Artigo

Seminarista Roniele Bianque Almeida

O trabalho e a doutrina social da Igreja

Por Seminarista Roniele Bianque Almeida

 

“Eis que o salário, que defraudastes aos trabalhadores que ceifavam vossos campos, clama, e seus gritos de ceifadores chegaram aos ouvidos do Senhor dos exércitos” (Tg, 5,4).

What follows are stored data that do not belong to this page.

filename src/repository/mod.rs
use serde::Serialize;

use crate::domain::account::AccountPage;
use crate::domain::metadata::{FilterField, ObjectInfo, PicklistOption};
use crate::domain::types::{PageSize, RecordTypeId, SearchTerm};
use crate::repository::errors::RepositoryResult;

pub mod errors;
pub mod memory;
#[cfg(any(test, feature = "test-mocks"))]
pub mod mock;

pub use memory::InMemoryAccountRepository;

/// Parameters of one page request: offset/limit plus the active filters.
#[derive(Debug, Clone, PartialEq, Eq, Serialize)]
#[serde(rename_all = "camelCase")]
pub struct AccountListQuery {
    #[serde(rename = "recordLimit")]
    pub limit: usize,
    #[serde(rename = "recordOffset")]
    pub offset: usize,
    pub filter_type: Option<String>,
    pub filter_industry: Option<String>,
    pub search_term: Option<SearchTerm>,
}

impl Default for AccountListQuery {
    fn default() -> Self {
        Self::new()
    }
}

impl AccountListQuery {
    pub fn new() -> Self {
        Self {
            limit: PageSize::default().get(),
            offset: 0,
            filter_type: None,
            filter_industry: None,
            search_term: None,
        }
    }

    /// Requests the one-based `page` of `per_page` records.
    pub fn paginate(mut self, page: usize, per_page: PageSize) -> Self {
        self.limit = per_page.get();
        self.offset = page.saturating_sub(1) * per_page.get();
        self
    }

    pub fn filter_type(mut self, value: Option<String>) -> Self {
        self.filter_type = value;
        self
    }

    pub fn filter_industry(mut self, value: Option<String>) -> Self {
        self.filter_industry = value;
        self
    }

    pub fn search(mut self, term: Option<SearchTerm>) -> Self {
        self.search_term = term;
        self
    }
}

pub trait AccountReader {
    /// Filtered, paged listing.
    fn list_accounts(&self, query: &AccountListQuery) -> RepositoryResult<AccountPage>;
    /// Name search; accepts the same query shape as [`Self::list_accounts`].
    fn search_accounts(&self, query: &AccountListQuery) -> RepositoryResult<AccountPage>;
}

pub trait MetadataReader {
    fn object_info(&self) -> RepositoryResult<ObjectInfo>;
    fn picklist_values(
        &self,
        record_type_id: &RecordTypeId,
        field: FilterField,
    ) -> RepositoryResult<Vec<PicklistOption>>;
}
//! Filterable, searchable, paginated account list.
//!
//! [`ListView`] owns the filter, search and pagination state. Commands
//! mutate that state and return the [`Effect`]s the caller has to perform:
//! fetches, notifications and metadata loads. Outcomes are handed back
//! through the `apply_*` methods. Fetch results may come back in any order;
//! by default the last one to arrive wins.

use std::time::{Duration, Instant};

use crate::domain::account::{AccountPage, AccountRow};
use crate::domain::metadata::{
    FilterField, ObjectInfo, PicklistOption, filter_options, selected_filter,
};
use crate::domain::types::{PageSize, SearchTerm};
use crate::dto::list_view::{ListViewPageData, account_columns};
use crate::forms::search::{SearchForm, SearchInput};
use crate::pagination::{DEFAULT_MAX_BUTTONS, PaginationState, PaginatorEvent, PaginatorView};
use crate::repository::AccountListQuery;
use crate::repository::errors::RepositoryResult;

pub mod debounce;
pub mod effects;

pub use debounce::Debouncer;
pub use effects::{Effect, FetchRequest, FetchSource, Toast, ToastVariant};

pub const SEARCH_DEBOUNCE: Duration = Duration::from_millis(250);
pub const ACCOUNT_CREATED_MESSAGE: &str = "Account created successfully.";

#[derive(Debug, Clone, Copy, PartialEq, Eq)]
pub struct ListViewOptions {
    pub page_size: PageSize,
    pub max_buttons: usize,
    pub search_debounce: Duration,
    /// Ignore fetch results that are not answers to the latest dispatch.
    pub discard_stale_results: bool,
}

impl Default for ListViewOptions {
    fn default() -> Self {
        Self {
            page_size: PageSize::default(),
            max_buttons: DEFAULT_MAX_BUTTONS,
            search_debounce: SEARCH_DEBOUNCE,
            discard_stale_results: false,
        }
    }
}

#[derive(Debug)]
pub struct ListView {
    options: ListViewOptions,
    pagination: PaginationState,
    selected_type: Option<String>,
    selected_industry: Option<String>,
    search_term: Option<SearchTerm>,
    search_validation: Option<String>,
    rows: Vec<AccountRow>,
    object_info: Option<ObjectInfo>,
    type_options: Vec<PicklistOption>,
    industry_options: Vec<PicklistOption>,
    show_spinner: bool,
    search_debounce: Debouncer,
    last_sequence: u64,
}

impl Default for ListView {
    fn default() -> Self {
        Self::new(ListViewOptions::default())
    }
}

impl ListView {
    pub fn new(options: ListViewOptions) -> Self {
        Self {
            options,
            pagination: PaginationState::new(options.page_size),
            selected_type: None,
            selected_industry: None,
            search_term: None,
            search_validation: None,
            rows: Vec::new(),
            object_info: None,
            type_options: Vec::new(),
            industry_options: Vec::new(),
            show_spinner: true,
            search_debounce: Debouncer::new(options.search_debounce),
            last_sequence: 0,
        }
    }

    pub fn options(&self) -> &ListViewOptions {
        &self.options
    }

    pub fn pagination(&self) -> &PaginationState {
        &self.pagination
    }

    pub fn rows(&self) -> &[AccountRow] {
        &self.rows
    }

    pub fn selected_type(&self) -> Option<&str> {
        self.selected_type.as_deref()
    }

    pub fn selected_industry(&self) -> Option<&str> {
        self.selected_industry.as_deref()
    }

    /// Search term currently applied to fetches.
    pub fn search_term(&self) -> Option<&SearchTerm> {
        self.search_term.as_ref()
    }

    pub fn search_validation(&self) -> Option<&str> {
        self.search_validation.as_deref()
    }

    pub fn is_busy(&self) -> bool {
        self.show_spinner
    }

    pub fn object_info(&self) -> Option<&ObjectInfo> {
        self.object_info.as_ref()
    }

    pub fn type_options(&self) -> &[PicklistOption] {
        &self.type_options
    }

    pub fn industry_options(&self) -> &[PicklistOption] {
        &self.industry_options
    }

    /// When the pending debounced search fetch is due, if any.
    pub fn next_deadline(&self) -> Option<Instant> {
        self.search_debounce.deadline()
    }

    /// Query for the current page and filters.
    pub fn query(&self) -> AccountListQuery {
        AccountListQuery::new()
            .paginate(self.pagination.current_page(), self.pagination.page_size())
            .filter_type(self.selected_type.clone())
            .filter_industry(self.selected_industry.clone())
            .search(self.search_term.clone())
    }

    /// Requests the schema and the first page.
    pub fn mount(&mut self) -> Vec<Effect> {
        vec![Effect::LoadObjectInfo, self.fetch()]
    }

    /// Cancels the pending debounced fetch.
    pub fn teardown(&mut self) {
        if self.search_debounce.cancel() {
            log::debug!("Cancelled pending search fetch on teardown");
        }
    }

    pub fn handle_paginator_event(&mut self, event: PaginatorEvent) -> Vec<Effect> {
        match event {
            PaginatorEvent::Previous => self.handle_previous(),
            PaginatorEvent::Next => self.handle_next(),
            PaginatorEvent::GoToFirst => self.handle_first(),
            PaginatorEvent::GoToLast => self.handle_last(),
            PaginatorEvent::GoToPage { page_number } => self.handle_go_to_page(page_number),
            PaginatorEvent::ItemsOnPageChanged { value } => self.handle_page_size_change(&value),
        }
    }

    pub fn handle_previous(&mut self) -> Vec<Effect> {
        let moved = self.pagination.go_previous();
        self.fetch_if(moved)
    }

    pub fn handle_next(&mut self) -> Vec<Effect> {
        let moved = self.pagination.go_next();
        self.fetch_if(moved)
    }

    pub fn handle_first(&mut self) -> Vec<Effect> {
        let moved = self.pagination.go_first();
        self.fetch_if(moved)
    }

    pub fn handle_last(&mut self) -> Vec<Effect> {
        let moved = self.pagination.go_last();
        self.fetch_if(moved)
    }

    pub fn handle_go_to_page(&mut self, page: usize) -> Vec<Effect> {
        let moved = self.pagination.go_to_page(page);
        self.fetch_if(moved)
    }

    /// Applies a value picked in the items-per-page combobox.
    pub fn handle_page_size_change(&mut self, value: &str) -> Vec<Effect> {
        match value.parse::<PageSize>() {
            Ok(page_size) => {
                let changed = self.pagination.set_page_size(page_size);
                self.fetch_if(changed)
            }
            Err(err) => {
                log::warn!("Ignoring page size {value:?}: {err}");
                vec![Effect::Notify(Toast::error(err.to_string()))]
            }
        }
    }

    pub fn handle_type_change(&mut self, value: &str) -> Vec<Effect> {
        self.selected_type = selected_filter(value);
        self.pagination.go_first();
        vec![self.fetch()]
    }

    pub fn handle_industry_change(&mut self, value: &str) -> Vec<Effect> {
        self.selected_industry = selected_filter(value);
        self.pagination.go_first();
        vec![self.fetch()]
    }

    /// Handles a change of the search input at `now`.
    ///
    /// Nothing is fetched right away: valid input (a term of three or more
    /// characters, or an empty box) restarts the debounce window and
    /// [`Self::tick`] dispatches the fetch once it has elapsed. Shorter
    /// input drops the active term and flags the input without touching the
    /// window, so an already pending fetch still runs, without the term.
    /// The current page is kept.
    pub fn handle_search(&mut self, text: &str, now: Instant) {
        match SearchInput::try_from(SearchForm::new(text)) {
            Ok(SearchInput::Cleared) => {
                self.search_term = None;
                self.search_validation = None;
                self.search_debounce.schedule(now);
            }
            Ok(SearchInput::Term(term)) => {
                self.search_validation = None;
                self.search_term = Some(term);
                self.search_debounce.schedule(now);
            }
            Err(err) => {
                log::debug!("Search input {text:?} rejected: {err}");
                self.search_term = None;
                self.search_validation = Some(err.user_message());
            }
        }
    }

    /// Dispatches the debounced search fetch once its window has elapsed.
    pub fn tick(&mut self, now: Instant) -> Vec<Effect> {
        if self.search_debounce.fire(now) {
            vec![self.fetch()]
        } else {
            Vec::new()
        }
    }

    /// Applies the outcome of the fetch dispatched with `sequence`.
    pub fn apply_fetch_result(
        &mut self,
        sequence: u64,
        result: RepositoryResult<AccountPage>,
    ) -> Vec<Effect> {
        if self.options.discard_stale_results && sequence != self.last_sequence {
            log::debug!(
                "Discarding result of fetch #{sequence}, latest is #{}",
                self.last_sequence
            );
            return Vec::new();
        }

        self.show_spinner = false;

        match result {
            Ok(page) => {
                self.rows = page.records.into_iter().map(AccountRow::from).collect();
                if self.pagination.set_total_item_count(page.total_records) {
                    log::warn!(
                        "Page out of range for {} records, moving to page {}",
                        page.total_records,
                        self.pagination.current_page()
                    );
                    return vec![self.fetch()];
                }
                Vec::new()
            }
            Err(err) => {
                log::error!("Failed to fetch accounts: {err}");
                vec![Effect::Notify(Toast::error(err.to_string()))]
            }
        }
    }

    /// Handles the closing of the create-account form. `Some(true)` means a
    /// record was created.
    pub fn handle_account_created(&mut self, outcome: Option<bool>) -> Vec<Effect> {
        if outcome != Some(true) {
            return Vec::new();
        }
        vec![
            Effect::Notify(Toast::success(ACCOUNT_CREATED_MESSAGE)),
            self.fetch(),
        ]
    }

    pub fn apply_object_info(&mut self, result: RepositoryResult<ObjectInfo>) -> Vec<Effect> {
        match result {
            Ok(info) => {
                let effects = FilterField::ALL
                    .into_iter()
                    .map(|field| Effect::LoadPicklist {
                        record_type_id: info.default_record_type_id.clone(),
                        field,
                    })
                    .collect();
                self.object_info = Some(info);
                effects
            }
            Err(err) => {
                log::error!("Failed to load account schema: {err}");
                vec![Effect::Notify(Toast::error(err.to_string()))]
            }
        }
    }

    pub fn apply_picklist(
        &mut self,
        field: FilterField,
        result: RepositoryResult<Vec<PicklistOption>>,
    ) -> Vec<Effect> {
        match result {
            Ok(values) => {
                let options = filter_options(values);
                match field {
                    FilterField::Type => self.type_options = options,
                    FilterField::Industry => self.industry_options = options,
                }
                Vec::new()
            }
            Err(err) => {
                log::error!("Failed to load {field} picklist: {err}");
                vec![Effect::Notify(Toast::error(err.to_string()))]
            }
        }
    }

    pub fn render(&self) -> ListViewPageData {
        ListViewPageData {
            columns: account_columns(self.object_info.as_ref()),
            rows: self.rows.clone(),
            paginator: PaginatorView::new(&self.pagination, self.options.max_buttons),
            type_options: self.type_options.clone(),
            industry_options: self.industry_options.clone(),
            selected_type: self.selected_type.clone(),
            selected_industry: self.selected_industry.clone(),
            search_validation: self.search_validation.clone(),
            show_spinner: self.show_spinner,
            show_no_data: self.rows.is_empty(),
        }
    }

    fn fetch_if(&mut self, condition: bool) -> Vec<Effect> {
        if condition {
            vec![self.fetch()]
        } else {
            Vec::new()
        }
    }

    fn fetch(&mut self) -> Effect {
        self.show_spinner = true;
        self.last_sequence += 1;

        let source = if self.search_term.is_some() {
            FetchSource::Search
        } else {
            FetchSource::Filters
        };
        let query = self.query();
        log::debug!(
            "Dispatching fetch #{} ({source:?}): {query:?}",
            self.last_sequence
        );

        Effect::Fetch(FetchRequest {
            sequence: self.last_sequence,
            source,
            query,
        })
    }
}
use std::time::{Duration, Instant};

/// Single-slot timer that collapses bursts of triggers into one.
///
/// Scheduling replaces any pending deadline, so only the last trigger of a
/// burst fires, `delay` after it arrived. Time is supplied by the caller.
#[derive(Debug, Clone)]
pub struct Debouncer {
    delay: Duration,
    deadline: Option<Instant>,
}

impl Debouncer {
    pub fn new(delay: Duration) -> Self {
        Self {
            delay,
            deadline: None,
        }
    }

    pub fn delay(&self) -> Duration {
        self.delay
    }

    pub fn deadline(&self) -> Option<Instant> {
        self.deadline
    }

    pub fn is_pending(&self) -> bool {
        self.deadline.is_some()
    }

    /// Restarts the quiet window at `now`.
    pub fn schedule(&mut self, now: Instant) {
        self.deadline = Some(now + self.delay);
    }

    /// Drops the pending trigger. Returns whether one was pending.
    pub fn cancel(&mut self) -> bool {
        self.deadline.take().is_some()
    }

    /// Consumes the pending trigger if its quiet window has elapsed.
    pub fn fire(&mut self, now: Instant) -> bool {
        match self.deadline {
            Some(deadline) if now >= deadline => {
                self.deadline = None;
                true
            }
            _ => false,
        }
    }
}

#[cfg(test)]
mod tests {
    use super::*;

    const DELAY: Duration = Duration::from_millis(250);

    #[test]
    fn fires_once_after_the_quiet_window() {
        let start = Instant::now();
        let mut debouncer = Debouncer::new(DELAY);
        debouncer.schedule(start);

        assert!(!debouncer.fire(start + Duration::from_millis(249)));
        assert!(debouncer.fire(start + DELAY));
        assert!(!debouncer.fire(start + DELAY * 2));
    }

    #[test]
    fn rescheduling_restarts_the_window() {
        let start = Instant::now();
        let mut debouncer = Debouncer::new(DELAY);
        debouncer.schedule(start);
        debouncer.schedule(start + Duration::from_millis(200));

        assert!(!debouncer.fire(start + Duration::from_millis(300)));
        assert!(debouncer.fire(start + Duration::from_millis(450)));
    }

    #[test]
    fn cancel_discards_the_pending_trigger() {
        let start = Instant::now();
        let mut debouncer = Debouncer::new(DELAY);
        debouncer.schedule(start);

        assert!(debouncer.cancel());
        assert!(!debouncer.is_pending());
        assert!(!debouncer.fire(start + DELAY));
        assert!(!debouncer.cancel());
    }
}
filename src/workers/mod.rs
pub mod command_runner;
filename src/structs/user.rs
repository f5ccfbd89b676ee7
use serde::{Deserialize, Serialize};
use crate::enums::user_role::UserRole;

#[derive(Debug, Clone, PartialEq, Serialize, Deserialize)]
pub struct User {
    pub id: i64,
    pub email: String,
    #[serde(default)]
    pub full_name: Option<String>,
    #[serde(default)]
    pub bio: Option<String>,
    #[serde(default)]
    pub role: UserRole,
    #[serde(default)]
    pub is_active: bool,
    #[serde(default)]
    pub created_at: Option<String>,
}

impl User {
    pub fn display_name(&self) -> &str {
        self.full_name
            .as_deref()
            .filter(|name| !name.is_empty())
            .unwrap_or(&self.email)
    }
}
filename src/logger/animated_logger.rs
use std::io::Write;
use std::time::Instant;
use tokio::sync::mpsc;
use tokio::task::JoinHandle;

const FRAMES: [&str; 10] = ["⠋", "⠙", "⠹", "⠸", "⠼", "⠴", "⠦", "⠧", "⠇", "⠏"];
const FRAME_INTERVAL_MS: u64 = 120;

/// Spinner on stderr while a backend request is in flight.
pub struct AnimatedLogger {
    message: String,
    started_at: Option<Instant>,
    stop_sender: Option<mpsc::UnboundedSender<()>>,
    task_handle: Option<JoinHandle<()>>,
}

impl AnimatedLogger {
    pub fn new(message: &str) -> Self {
        Self {
            message: message.to_string(),
            started_at: None,
            stop_sender: None,
            task_handle: None,
        }
    }

    pub fn start(&mut self) {
        let (stop_tx, mut stop_rx) = mpsc::unbounded_channel();
        let message = self.message.clone();

        let handle = tokio::spawn(async move {
            let mut frame = 0;
            let mut interval = tokio::time::interval(tokio::time::Duration::from_millis(FRAME_INTERVAL_MS));

            loop {
                tokio::select! {
                    _ = interval.tick() => {
                        eprint!("\r{} {} ", FRAMES[frame], message);
                        let _ = std::io::stderr().flush();
                        frame = (frame + 1) % FRAMES.len();
                    }
                    _ = stop_rx.recv() => {
                        break;
                    }
                }
            }
        });

        self.started_at = Some(Instant::now());
        self.stop_sender = Some(stop_tx);
        self.task_handle = Some(handle);
    }

    pub async fn stop(&mut self, final_message: &str) {
        let elapsed = self.halt().await;
        eprint!("\r\x1b[K✅ {} ({:.2}s)\n", final_message, elapsed);
        let _ = std::io::stderr().flush();
    }

    pub async fn error(&mut self, error_message: &str) {
        self.halt().await;
        eprint!("\r\x1b[K❌ {}\n", error_message);
        let _ = std::io::stderr().flush();
    }

    async fn halt(&mut self) -> f64 {
        if let Some(sender) = self.stop_sender.take() {
            let _ = sender.send(());
        }

        if let Some(handle) = self.task_handle.take() {
            let _ = handle.await;
        }

        self.started_at.take().map_or(0.0, |start| start.elapsed().as_secs_f64())
    }

    /// Runs `future` with the spinner showing, then reports success or failure.
    pub async fn track<T, E, F>(message: &str, done: &str, future: F) -> Result<T, E>
    where
        F: std::future::Future<Output = Result<T, E>>,
    {
        let mut logger = Self::new(message);
        logger.start();
        let result = future.await;
        match &result {
            Ok(_) => logger.stop(done).await,
            Err(_) => logger.error(&format!("{} failed", message.trim_end_matches("..."))).await,
        }
        result
    }
}
use std::fs;
use std::path::{Path, PathBuf};
use chrono::Utc;
use crate::config::config_manager::ConfigManager;
use crate::config::constants::SESSION_FILE_NAME;
use crate::errors::{DashError, DashResult};
use crate::structs::auth_token::AuthToken;
use crate::structs::session::Session;

/// Keeps the bearer token between invocations in `<config dir>/session.toml`.
pub struct SessionStore {
    path: PathBuf,
}

impl SessionStore {
    pub fn new() -> DashResult<Self> {
        Ok(Self::in_dir(&ConfigManager::config_dir()?))
    }

    pub fn in_dir(dir: &Path) -> Self {
        Self {
            path: dir.join(SESSION_FILE_NAME),
        }
    }

    pub fn path(&self) -> &Path {
        &self.path
    }

    pub fn save_token(&self, base_url: &str, email: &str, token: &AuthToken) -> DashResult<Session> {
        let session = Session {
            base_url: base_url.to_string(),
            email: email.to_string(),
            access_token: token.access_token.clone(),
            token_type: token.token_type.clone(),
            saved_at: Utc::now().to_rfc3339(),
        };
        self.save(&session)?;
        Ok(session)
    }

    pub fn save(&self, session: &Session) -> DashResult<()> {
        if let Some(parent) = self.path.parent() {
            fs::create_dir_all(parent)?;
        }
        fs::write(&self.path, toml::to_string(session)?)?;
        log::debug!("Session saved to {}", self.path.display());
        Ok(())
    }

    pub fn load(&self) -> DashResult<Option<Session>> {
        if !self.path.exists() {
            return Ok(None);
        }
        let content = fs::read_to_string(&self.path)?;
        Ok(Some(toml::from_str(&content)?))
    }

    /// Returns whether a session file was removed.
    pub fn clear(&self) -> DashResult<bool> {
        if !self.path.exists() {
            return Ok(false);
        }
        fs::remove_file(&self.path)?;
        Ok(true)
    }

    /// The stored session, provided it was issued by `base_url`.
    pub fn require_session(&self, base_url: &str) -> DashResult<Session> {
        let session = self.load()?
            .ok_or_else(|| DashError::auth_error("not signed in"))?;

        if session.base_url.trim_end_matches('/') != base_url.trim_end_matches('/') {
            return Err(DashError::auth_error(&format!(
                "stored session belongs to {}, not {}",
                session.base_url, base_url
            )));
        }
        Ok(session)
    }

    pub fn require_token(&self, base_url: &str) -> DashResult<String> {
        Ok(self.require_session(base_url)?.access_token)
    }
}
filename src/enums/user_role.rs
use std::fmt;
use clap::ValueEnum;
use serde::{Deserialize, Serialize};

#[derive(Debug, Deserialize, Serialize, Clone, Copy, Eq, Hash, PartialEq, ValueEnum, Default)]
#[serde(rename_all = "lowercase")]
pub enum UserRole {
    Admin,
    #[default]
    User,
    Viewer,
    Editor,
}

impl UserRole {
    pub fn as_str(&self) -> &'static str {
        match self {
            UserRole::Admin => "admin",
            UserRole::User => "user",
            UserRole::Viewer => "viewer",
            UserRole::Editor => "editor",
        }
    }
}

impl fmt::Display for UserRole {
    fn fmt(&self, f: &mut fmt::Formatter) -> fmt::Result {
        write!(f, "{}", self.as_str())
    }
}
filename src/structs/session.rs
use serde::{Deserialize, Serialize};

/// Token issued by `/token`, persisted between invocations.
#[derive(Debug, Clone, PartialEq, Serialize, Deserialize)]
pub struct Session {
    pub base_url: String,
    pub email: String,
    pub access_token: String,
    pub token_type: String,
    pub saved_at: String,
}
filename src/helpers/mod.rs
pub mod config_helper;
pub mod display_helper;
pub mod response_helper;
pub mod session_store;
//! Command-line client and local dashboard for the analytics metrics backend.
//!
//! The aggregation core lives in [`services::metrics_aggregator`]; everything
//! else binds CLI commands to the backend's REST endpoints.

pub mod config;
pub mod enums;
pub mod errors;
pub mod helpers;
pub mod logger;
pub mod services;
pub mod structs;
pub mod traits;
pub mod ui;
pub mod workers;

Aproxima-se o mês de maio e, com ele, duas importantes comemorações, já em seu primeiro dia: o dia internacional do trabalhador e a memória facultativa a São José Operário. Nesse contexto, é preciso entender que ambas as datas não foram estabelecidas por acaso e sem algum nexo histórico. Primeiramente, a comemoração do dia do trabalhador deve-se à greve geral (1886) em Chicago, nos EUA, que gerou inúmeras manifestações por parte de trabalhadores ligados à indústria. Quase 70 anos depois, nessa mesma data, em 1955, o Papa Pio XII decidiu instituir a memória facultativa a São José Operário.

Essa escolha por parte do Papa foi estabelecida precisamente porque demonstrava grande solicitude para com a classe trabalhadora, que padecia e era explorada. Pio XII, instituindo a festa de São José Operário, em 1 de maio de 1955, disse: “Sim, amados trabalhadores; o Papa e a Igreja não podem escapar à missão divina de guiar, proteger, amar, sobretudo os sofredores, gostaríamos de vos anunciar a nossa determinação em estabelecer - como de fato instituímos - a festa litúrgica do artesão São José, atribuindo-lhe precisamente o dia 1º de maio. Nesse sentido, vemos a grande preocupação da Igreja com a classe trabalhadora e o valor do trabalho humano, ao celebrar, precisamente no dia do trabalhador, a festa de São José Operário.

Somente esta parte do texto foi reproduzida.